Other EHR utilization trends include:

  • EHR adoption among integrated health systems had the highest rate of all site ownerships. The percentage jumped to 71.4 percent from 63.4 percent a year ago.
  • EHR adoption rises as the number of physicians practicing at each site rises. Offices with three to five practicing physicians had 69.6-percent adoption, while offices with 11 to 25 practicing physicians had 78.1 percent adoption.
  •  EHR adoption rises as the average daily patient volume at each site rises. Offices with average daily patient volumes of one to fifty patients had 57.5 percent adoption, while offices with 101-plus patients had 76.3-percent adoption.
  • The top five states for EHR adoption are Utah (71.6 percent), South Dakota (71.2 percent), Wyoming (71.0 percent), Iowa (70.8 percent), and North Dakota (69.2 percent).

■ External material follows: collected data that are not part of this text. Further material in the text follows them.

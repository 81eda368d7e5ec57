//! Transaction management for the bookkeeping service.
//!
//! This module contains everything related to transactions:
//! - The `Transaction` model and `TransactionBuilder` for creating transactions
//! - Database functions for storing, querying, and managing transactions
//! - The query engine, bulk editor and bank statement importer
//! - Route handlers for the transaction endpoints

mod bulk;
mod core;
mod handlers;
mod import;
mod query;
mod range;

pub use bulk::{apply_cost_types_endpoint, bulk_edit_endpoint};
pub use core::{
    Transaction, TransactionData, TransactionType,
    autocomplete_transaction_names, create_transaction, create_transaction_tables,
    delete_transaction, get_all_transactions, get_last_transactions, get_person_transactions,
    get_transaction, get_transactions_in_range, update_transaction,
};
pub use handlers::{
    autocomplete_endpoint, create_transaction_endpoint, delete_transaction_endpoint,
    get_last_transactions_endpoint, get_transaction_endpoint, list_transactions_endpoint,
    query_transactions_endpoint, update_transaction_endpoint,
};
pub use import::import_transactions_endpoint;
pub use query::{QueryResult, TransactionQuery, query_transactions};
pub use range::{DateRange, DateRangeQuery};

#[cfg(test)]
pub(crate) use core::{add_transaction_cost_types, count_transactions};
//! Authentication middleware that validates the session cookie and extends sessions.

use std::sync::{Arc, Mutex};

use axum::{
    extract::{FromRef, FromRequestParts, Request, State},
    http::header::SET_COOKIE,
    middleware::Next,
    response::{IntoResponse, Response},
};
use axum_extra::extract::{PrivateCookieJar, cookie::Key};
use rusqlite::Connection;
use time::Duration;

use crate::{
    AppState, Error,
    auth::cookie::{
        DEFAULT_COOKIE_DURATION, extend_auth_cookie_duration_if_needed, get_session,
    },
    user::{UserID, get_user_by_id},
};

/// The state needed for the auth middleware
#[derive(Clone)]
pub struct AuthState {
    /// The key to be used for signing and encrypting private cookies.
    pub cookie_key: Key,
    /// The duration for which cookies used for authentication are valid.
    pub cookie_duration: Duration,
    pub db_connection: Arc<Mutex<Connection>>,
}

impl FromRef<AppState> for AuthState {
    fn from_ref(state: &AppState) -> Self {
        Self {
            cookie_key: state.cookie_key.clone(),
            cookie_duration: state.cookie_duration,
            db_connection: state.db_connection.clone(),
        }
    }
}

// this impl tells `PrivateCookieJar` how to access the key from our state
impl FromRef<AuthState> for Key {
    fn from_ref(state: &AuthState) -> Self {
        state.cookie_key.clone()
    }
}

/// Middleware function that checks for a valid authorization cookie.
///
/// The user ID is placed into the request and the request executed normally if the cookie is
/// valid, otherwise a 401 JSON error is returned. Sessions of users who have since been
/// deleted, banned or deactivated are rejected. The session is extended to at least five
/// minutes from now on every successful request.
///
/// **Note**: Route handlers can use the function argument `Extension(user_id): Extension<UserID>`
/// to receive the user ID.
pub async fn auth_guard(State(state): State<AuthState>, request: Request, next: Next) -> Response {
    let (mut parts, body) = request.into_parts();
    let jar = match PrivateCookieJar::from_request_parts(&mut parts, &state).await {
        Ok(jar) => jar,
        Err(error) => {
            tracing::error!("Error getting cookie jar: {error:?}");
            return Error::Unauthorized.into_response();
        }
    };
    let user_id = match get_session(&jar).and_then(|session| check_user(&state, session.user_id))
    {
        Ok(user_id) => user_id,
        Err(error) => {
            tracing::debug!("Rejected request to {}: {error}", parts.uri);
            return error.into_response();
        }
    };

    parts.extensions.insert(user_id);
    let request = Request::from_parts(parts, body);
    let response = next.run(request).await;

    let (mut parts, body) = response.into_parts();
    let jar = match extend_auth_cookie_duration_if_needed(jar.clone(), DEFAULT_COOKIE_DURATION) {
        Ok(updated_jar) => updated_jar,
        Err(error) => {
            tracing::error!("Error extending cookie duration: {error:?}. Rolling back cookie jar.");
            jar
        }
    };
    for (key, val) in jar.into_response().headers().iter() {
        if key != SET_COOKIE {
            continue;
        }

        parts.headers.append(key, val.to_owned());
    }

    Response::from_parts(parts, body)
}

/// Check that the session's user still exists and may use the API.
fn check_user(state: &AuthState, user_id: UserID) -> Result<UserID, Error> {
    let connection = state.db_connection.lock().map_err(|error| {
        tracing::error!("could not acquire database lock: {error}");
        Error::DatabaseLockError
    })?;

    match get_user_by_id(user_id, &connection) {
        Ok(user) => user.ensure_can_log_in().map(|()| user_id),
        Err(Error::UserNotFound) => Err(Error::Unauthorized),
        Err(error) => Err(error),
    }
}
//! Users of the application and the roles assigned to them.

mod db;
mod domain;
mod handlers;

pub use db::{
    create_user, create_user_tables, delete_user, get_all_users, get_user_by_id,
    get_user_by_username, get_user_profile, get_user_role_names, record_log_in, set_user_roles,
    update_password, update_user, upsert_admin_user,
};
pub use domain::{
    CreateUserData, NewUser, UpdateUserData, User, UserID, UserProfile, UserRolesData, UserUpdate,
    Username,
};
pub use handlers::{
    create_user_endpoint, delete_user_endpoint, get_me_endpoint, get_my_permissions_endpoint,
    get_user_endpoint, list_users_endpoint, set_user_roles_endpoint, update_user_endpoint,
};
//! Persons are the counterparties of transactions, e.g. customers and suppliers.

mod db;
mod domain;
mod handlers;

pub use db::{
    create_person, create_person_table, delete_person, get_all_persons, get_person,
    get_person_by_account_number, update_person,
};
pub use domain::{Person, PersonData, PersonDetails, PersonName};
pub use handlers::{
    create_person_endpoint, delete_person_endpoint, get_person_balance_endpoint,
    get_person_endpoint, get_person_transactions_endpoint, list_persons_endpoint,
    update_person_endpoint,
};
//! Request extractors whose rejections are reported as [Error] responses.
//!
//! The axum extractors reject malformed requests with a plain text body.
//! These wrappers route the rejection through [Error] so clients always
//! receive the JSON response envelope.

use axum::extract::{
    FromRequest, FromRequestParts,
    rejection::{JsonRejection, PathRejection, QueryRejection},
};

use crate::Error;

/// A JSON request body.
#[derive(Debug, FromRequest)]
#[from_request(via(axum::Json), rejection(Error))]
pub struct Json<T>(pub T);

/// Parameters parsed from the URL path.
#[derive(Debug, FromRequestParts)]
#[from_request(via(axum::extract::Path), rejection(Error))]
pub struct Path<T>(pub T);

/// Parameters parsed from the URL query string.
#[derive(Debug, FromRequestParts)]
#[from_request(via(axum::extract::Query), rejection(Error))]
pub struct Query<T>(pub T);

impl From<JsonRejection> for Error {
    fn from(rejection: JsonRejection) -> Self {
        Error::MalformedRequest(rejection.body_text())
    }
}

impl From<PathRejection> for Error {
    fn from(rejection: PathRejection) -> Self {
        Error::MalformedRequest(rejection.body_text())
    }
}

impl From<QueryRejection> for Error {
    fn from(rejection: QueryRejection) -> Self {
        Error::MalformedRequest(rejection.body_text())
    }
}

“What has accelerated the adoption of electronic health records among smaller practices is the availability of more than 450 different solutions to fit their practice needs, size and budget,” Jack Schember, Sr., director of marketing for SK&A, said in a statement. “The healthcare IT community responded well to the opportunity presented by the EHR adoption incentives offered through the American Recovery and Reinvestment Act by providing a variety of options to physicians with relatively easy implementation and training support. Physicians also realize they have a limited window of opportunity to take advantage of federal reimbursements by showing ‘meaningful use’ of digital record-keeping technology.”